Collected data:
────────

//! Model routes. Handlers resolve the model from the first path segment on every request.
//!
//! `delete`, `export` and `import` are reserved in the id position: their static routes win for
//! every method, so `GET /:model/delete` is 405 rather than a read.

use crate::handlers::entity::{create, delete as delete_handler, delete_many, list, read, update};
use crate::handlers::transfer::{export, import, import_mapping};
use crate::state::AppState;
use axum::{extract::DefaultBodyLimit, routing::get, routing::post, Router};
use tower::ServiceBuilder;
use tower_http::limit::RequestBodyLimitLayer;

pub fn entity_routes(state: AppState) -> Router {
    let import_limit = ServiceBuilder::new()
        .layer(DefaultBodyLimit::disable())
        .layer(RequestBodyLimitLayer::new(state.options.import_max_bytes));
    Router::new()
        .route("/:model", get(list).post(create))
        .route("/:model/delete", post(delete_many))
        .route("/:model/export", get(export))
        .route("/:model/import", post(import).layer(import_limit))
        .route("/:model/import/mapping", post(import_mapping))
        .route("/:model/:id", get(read).patch(update).delete(delete_handler))
        .with_state(state)
}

────────

# [Task description]
Check each line above for the word "read" and copy the ones that have it.

# [Response to the task]
//! every method, so `GET /:model/delete` is 405 rather than a read.
use crate::handlers::entity::{create, delete as delete_handler, delete_many, list, read, update};
        .route("/:model/:id", get(read).patch(update).delete(delete_handler))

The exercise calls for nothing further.